Stored data entries
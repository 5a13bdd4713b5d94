//! Product repository.
//!
//! Products own an ordered list of images. Creating or updating a product
//! writes the product row and its images in one transaction; an update
//! replaces the image list wholesale. Reads expand category, size and color
//! in a single join and fetch images in one follow-up query.

use std::collections::HashMap;

use chrono::{DateTime, Utc};
use rust_decimal::Decimal;
use sqlx::{PgPool, Postgres, Transaction};
use uuid::Uuid;

use shopdeck_core::{
    BillboardId, Category, CategoryId, Color, ColorId, Image, ImageId, NewProduct, Product,
    ProductDetail, ProductId, ProductQuery, ProductWithImages, Size, SizeId, StoreId,
};

use super::RepositoryError;

// =============================================================================
// Internal Row Types
// =============================================================================

#[derive(Debug, sqlx::FromRow)]
struct ProductRow {
    id: Uuid,
    store_id: Uuid,
    category_id: Uuid,
    size_id: Uuid,
    color_id: Uuid,
    name: String,
    price: Decimal,
    is_featured: bool,
    is_archived: bool,
    created_at: DateTime<Utc>,
    updated_at: DateTime<Utc>,
}

impl From<ProductRow> for Product {
    fn from(row: ProductRow) -> Self {
        Self {
            id: ProductId::new(row.id),
            store_id: StoreId::new(row.store_id),
            category_id: CategoryId::new(row.category_id),
            size_id: SizeId::new(row.size_id),
            color_id: ColorId::new(row.color_id),
            name: row.name,
            price: row.price,
            is_featured: row.is_featured,
            is_archived: row.is_archived,
            created_at: row.created_at,
            updated_at: row.updated_at,
        }
    }
}

#[derive(Debug, sqlx::FromRow)]
struct ImageRow {
    id: Uuid,
    product_id: Uuid,
    url: String,
    created_at: DateTime<Utc>,
    updated_at: DateTime<Utc>,
}

impl From<ImageRow> for Image {
    fn from(row: ImageRow) -> Self {
        Self {
            id: ImageId::new(row.id),
            product_id: ProductId::new(row.product_id),
            url: row.url,
            created_at: row.created_at,
            updated_at: row.updated_at,
        }
    }
}

/// Product joined with category (`c_`), size (`s_`) and color (`co_`).
#[derive(Debug, sqlx::FromRow)]
struct ProductDetailRow {
    #[sqlx(flatten)]
    product: ProductRow,
    c_store_id: Uuid,
    c_billboard_id: Uuid,
    c_name: String,
    c_created_at: DateTime<Utc>,
    c_updated_at: DateTime<Utc>,
    s_store_id: Uuid,
    s_name: String,
    s_value: String,
    s_created_at: DateTime<Utc>,
    s_updated_at: DateTime<Utc>,
    co_store_id: Uuid,
    co_name: String,
    co_value: String,
    co_created_at: DateTime<Utc>,
    co_updated_at: DateTime<Utc>,
}

impl ProductDetailRow {
    fn into_detail(self, images: Vec<Image>) -> ProductDetail {
        let product = Product::from(self.product);
        ProductDetail {
            category: Category {
                id: product.category_id,
                store_id: StoreId::new(self.c_store_id),
                billboard_id: BillboardId::new(self.c_billboard_id),
                name: self.c_name,
                created_at: self.c_created_at,
                updated_at: self.c_updated_at,
            },
            size: Size {
                id: product.size_id,
                store_id: StoreId::new(self.s_store_id),
                name: self.s_name,
                value: self.s_value,
                created_at: self.s_created_at,
                updated_at: self.s_updated_at,
            },
            color: Color {
                id: product.color_id,
                store_id: StoreId::new(self.co_store_id),
                name: self.co_name,
                value: self.co_value,
                created_at: self.co_created_at,
                updated_at: self.co_updated_at,
            },
            images,
            product,
        }
    }
}

const PRODUCT_COLUMNS: &str = "id, store_id, category_id, size_id, color_id, name, price, \
                               is_featured, is_archived, created_at, updated_at";

const SELECT_DETAIL: &str = r"
    SELECT p.id, p.store_id, p.category_id, p.size_id, p.color_id, p.name, p.price,
           p.is_featured, p.is_archived, p.created_at, p.updated_at,
           c.store_id AS c_store_id, c.billboard_id AS c_billboard_id, c.name AS c_name,
           c.created_at AS c_created_at, c.updated_at AS c_updated_at,
           s.store_id AS s_store_id, s.name AS s_name, s.value AS s_value,
           s.created_at AS s_created_at, s.updated_at AS s_updated_at,
           co.store_id AS co_store_id, co.name AS co_name, co.value AS co_value,
           co.created_at AS co_created_at, co.updated_at AS co_updated_at
    FROM shop.product p
    JOIN shop.category c ON c.id = p.category_id
    JOIN shop.size s ON s.id = p.size_id
    JOIN shop.color co ON co.id = p.color_id
";

// =============================================================================
// Repository
// =============================================================================

/// Repository for product database operations.
pub struct ProductRepository<'a> {
    pool: &'a PgPool,
}

impl<'a> ProductRepository<'a> {
    /// Create a new product repository.
    #[must_use]
    pub const fn new(pool: &'a PgPool) -> Self {
        Self { pool }
    }

    /// List a store's non-archived products matching `query`, newest first.
    ///
    /// # Errors
    ///
    /// Returns `RepositoryError::Database` if a query fails.
    pub async fn list(
        &self,
        store: StoreId,
        query: &ProductQuery,
    ) -> Result<Vec<ProductDetail>, RepositoryError> {
        let sql = format!(
            "{SELECT_DETAIL}
             WHERE p.store_id = $1
               AND p.is_archived = FALSE
               AND ($2::uuid IS NULL OR p.category_id = $2)
               AND ($3::uuid IS NULL OR p.color_id = $3)
               AND ($4::uuid IS NULL OR p.size_id = $4)
               AND ($5::boolean IS NULL OR p.is_featured = $5)
             ORDER BY p.created_at DESC"
        );
        let rows = sqlx::query_as::<_, ProductDetailRow>(&sql)
            .bind(store)
            .bind(query.category_id)
            .bind(query.color_id)
            .bind(query.size_id)
            .bind(query.is_featured)
            .fetch_all(self.pool)
            .await?;

        let ids: Vec<Uuid> = rows.iter().map(|row| row.product.id).collect();
        let mut images = self.images_for(&ids).await?;

        Ok(rows
            .into_iter()
            .map(|row| {
                let product_images = images.remove(&row.product.id).unwrap_or_default();
                row.into_detail(product_images)
            })
            .collect())
    }

    /// Get a product of `store` with every relation expanded.
    ///
    /// Archived products are still returned here.
    ///
    /// # Errors
    ///
    /// Returns `RepositoryError::Database` if a query fails.
    pub async fn get(
        &self,
        store: StoreId,
        id: ProductId,
    ) -> Result<Option<ProductDetail>, RepositoryError> {
        let sql = format!("{SELECT_DETAIL} WHERE p.id = $1 AND p.store_id = $2");
        let Some(row) = sqlx::query_as::<_, ProductDetailRow>(&sql)
            .bind(id)
            .bind(store)
            .fetch_optional(self.pool)
            .await?
        else {
            return Ok(None);
        };

        let mut images = self.images_for(&[row.product.id]).await?;
        let product_images = images.remove(&row.product.id).unwrap_or_default();
        Ok(Some(row.into_detail(product_images)))
    }

    /// Create a product and its images.
    ///
    /// # Errors
    ///
    /// Returns `RepositoryError::Conflict` if the category, size or color
    /// is not in `store`.
    /// Returns `RepositoryError::Database` if the insert fails otherwise.
    pub async fn create(
        &self,
        store: StoreId,
        input: &NewProduct,
    ) -> Result<ProductWithImages, RepositoryError> {
        let mut tx = self.pool.begin().await?;

        let sql = format!(
            "INSERT INTO shop.product
                 (store_id, category_id, size_id, color_id, name, price, is_featured, is_archived)
             VALUES ($1, $2, $3, $4, $5, $6, $7, $8)
             RETURNING {PRODUCT_COLUMNS}"
        );
        let row = sqlx::query_as::<_, ProductRow>(&sql)
            .bind(store)
            .bind(input.category_id)
            .bind(input.size_id)
            .bind(input.color_id)
            .bind(&input.name)
            .bind(input.price)
            .bind(input.is_featured)
            .bind(input.is_archived)
            .fetch_one(&mut *tx)
            .await?;

        let images = insert_images(&mut tx, row.id, &input.images).await?;
        tx.commit().await?;

        Ok(ProductWithImages {
            product: row.into(),
            images,
        })
    }

    /// Update a product of `store`, replacing its images.
    ///
    /// # Errors
    ///
    /// Returns `RepositoryError::Conflict` if the category, size or color
    /// is not in `store`.
    /// Returns `RepositoryError::Database` if the update fails otherwise.
    pub async fn update(
        &self,
        store: StoreId,
        id: ProductId,
        input: &NewProduct,
    ) -> Result<Option<ProductWithImages>, RepositoryError> {
        let mut tx = self.pool.begin().await?;

        let sql = format!(
            "UPDATE shop.product
             SET category_id = $3, size_id = $4, color_id = $5, name = $6, price = $7,
                 is_featured = $8, is_archived = $9, updated_at = NOW()
             WHERE id = $1 AND store_id = $2
             RETURNING {PRODUCT_COLUMNS}"
        );
        let Some(row) = sqlx::query_as::<_, ProductRow>(&sql)
            .bind(id)
            .bind(store)
            .bind(input.category_id)
            .bind(input.size_id)
            .bind(input.color_id)
            .bind(&input.name)
            .bind(input.price)
            .bind(input.is_featured)
            .bind(input.is_archived)
            .fetch_optional(&mut *tx)
            .await?
        else {
            return Ok(None);
        };

        sqlx::query("DELETE FROM shop.image WHERE product_id = $1")
            .bind(row.id)
            .execute(&mut *tx)
            .await?;
        let images = insert_images(&mut tx, row.id, &input.images).await?;
        tx.commit().await?;

        Ok(Some(ProductWithImages {
            product: row.into(),
            images,
        }))
    }

    /// Delete a product of `store`; its images go with it.
    ///
    /// # Errors
    ///
    /// Returns `RepositoryError::Conflict` if an order item references it.
    /// Returns `RepositoryError::Database` if the delete fails otherwise.
    pub async fn delete(&self, store: StoreId, id: ProductId) -> Result<u64, RepositoryError> {
        let result = sqlx::query("DELETE FROM shop.product WHERE id = $1 AND store_id = $2")
            .bind(id)
            .bind(store)
            .execute(self.pool)
            .await?;

        Ok(result.rows_affected())
    }

    /// Products of `store` whose id is in `ids`, in no particular order.
    ///
    /// # Errors
    ///
    /// Returns `RepositoryError::Database` if the query fails.
    pub async fn find_many(
        &self,
        store: StoreId,
        ids: &[ProductId],
    ) -> Result<Vec<Product>, RepositoryError> {
        let ids: Vec<Uuid> = ids.iter().map(ProductId::as_uuid).collect();
        let sql = format!(
            "SELECT {PRODUCT_COLUMNS} FROM shop.product WHERE store_id = $1 AND id = ANY($2)"
        );
        let rows = sqlx::query_as::<_, ProductRow>(&sql)
            .bind(store)
            .bind(&ids)
            .fetch_all(self.pool)
            .await?;

        Ok(rows.into_iter().map(Into::into).collect())
    }

    async fn images_for(
        &self,
        product_ids: &[Uuid],
    ) -> Result<HashMap<Uuid, Vec<Image>>, RepositoryError> {
        if product_ids.is_empty() {
            return Ok(HashMap::new());
        }

        let rows = sqlx::query_as::<_, ImageRow>(
            r"
            SELECT id, product_id, url, created_at, updated_at
            FROM shop.image
            WHERE product_id = ANY($1)
            ORDER BY position ASC, created_at ASC
            ",
        )
        .bind(product_ids)
        .fetch_all(self.pool)
        .await?;

        let mut grouped: HashMap<Uuid, Vec<Image>> = HashMap::new();
        for row in rows {
            grouped.entry(row.product_id).or_default().push(row.into());
        }
        Ok(grouped)
    }
}

async fn insert_images(
    tx: &mut Transaction<'_, Postgres>,
    product_id: Uuid,
    urls: &[String],
) -> Result<Vec<Image>, RepositoryError> {
    let mut images = Vec::with_capacity(urls.len());
    for (position, url) in (0_i32..).zip(urls) {
        let row = sqlx::query_as::<_, ImageRow>(
            r"
            INSERT INTO shop.image (product_id, url, position)
            VALUES ($1, $2, $3)
            RETURNING id, product_id, url, created_at, updated_at
            ",
        )
        .bind(product_id)
        .bind(url)
        .bind(position)
        .fetch_one(&mut **tx)
        .await?;
        images.push(row.into());
    }
    Ok(images)
}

WORK TASK
Tell how many lines in the entries contain the string "fails". Give the number and nothing more.

THE ANSWER
6